RyR2 as a Target to Prevent Alzheimer's Symptoms in a Mouse Model of the Condition

Mouse models of Alzheimer's disease are quite artificial: mice, and indeed most mammals, do not naturally exhibit the relevant mechanisms underlying Alzheimer's disease, such as aggregation of amyloid-β. The details of the model become important in determining whether or not discoveries and interventions are relevant in anything other than the model. Thus one shouldn't become too excited by any small adjustment to cellular metabolism that appears to have profound effects on the progression of the condition in these models. Maybe it will be relevant to the human condition, but the odds are not good, looking at the history of this sort of thing. Still, the size of the effect in this case is quite interesting.

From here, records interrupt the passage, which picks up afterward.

//! `/healthz` endpoint adapter: an `axum` `Router`/`IntoResponse` handler
//! over the coordinator's current result.

use std::net::SocketAddr;
use std::sync::Arc;

use axum::Json;
use axum::extract::State;
use axum::http::StatusCode;
use axum::response::IntoResponse;
use axum::routing::get;
use axum::Router;
use ignition_core::Coordinator;
use serde::Serialize;
use tower_http::cors::CorsLayer;

use crate::report;

#[derive(Serialize)]
struct HealthzResponse {
    overall_status: String,
    degraded: bool,
    signals: Vec<HealthzSignal>,
}

#[derive(Serialize)]
struct HealthzSignal {
    name: String,
    status: String,
}

pub fn build_router(coordinator: Arc<Coordinator>) -> Router {
    Router::new()
        .route("/healthz", get(healthz))
        .layer(CorsLayer::permissive())
        .with_state(coordinator)
}

async fn healthz(State(coordinator): State<Arc<Coordinator>>) -> impl IntoResponse {
    let result = coordinator.get_result();
    let status = StatusCode::from_u16(report::http_status(&result)).unwrap_or(StatusCode::SERVICE_UNAVAILABLE);
    let body = HealthzResponse {
        overall_status: format!("{:?}", result.overall_status).to_lowercase(),
        degraded: report::is_degraded(&result),
        signals: result
            .per_signal_results
            .iter()
            .map(|r| HealthzSignal {
                name: r.name.clone(),
                status: r.status.to_string(),
            })
            .collect(),
    };
    (status, Json(body))
}

/// Runs the coordinator once in the background, then serves its frozen
/// final result on `/healthz` forever — this never re-probes a dependency
/// once `wait_all` has returned.
pub async fn run_serve(coordinator: Arc<Coordinator>, bind: &str, port: u16) -> anyhow::Result<()> {
    let run_handle = {
        let coordinator = coordinator.clone();
        tokio::spawn(async move {
            let _ = coordinator.wait_all(ignition_core::CancellationToken::new()).await;
        })
    };

    let app = build_router(coordinator);
    let addr: SocketAddr = format!("{bind}:{port}").parse()?;
    tracing::info!("ignition serve listening on http://{addr}");
    let listener = tokio::net::TcpListener::bind(addr).await?;
    axum::serve(listener, app)
        .with_graceful_shutdown(shutdown_signal())
        .await?;
    tracing::info!("ignition serve shut down");
    run_handle.abort();
    Ok(())
}

async fn shutdown_signal() {
    tokio::signal::ctrl_c()
        .await
        .expect("failed to install Ctrl+C handler");
}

Researchers discovered that limiting the open time of a channel called the ryanodine receptor, which acts like a gateway to cells located in the heart and brain, reverses and prevents progression of Alzheimer's disease in animal models. A single RyR2 point mutation, which reduces RyR2 open time, prevents hyperexcitability, hyperactivity, memory impairment, neuronal cell death, and dendritic spine loss in an Alzheimer's disease mouse model.

Researchers also identified a drug, derived from the heart medication carvedilol, that interrupts the disease process by reducing the open type of the ryanodine receptor. The effect of giving the drug to animal models was remarkable: After one month of treatment, the memory loss and cognitive impairments in these models disappeared.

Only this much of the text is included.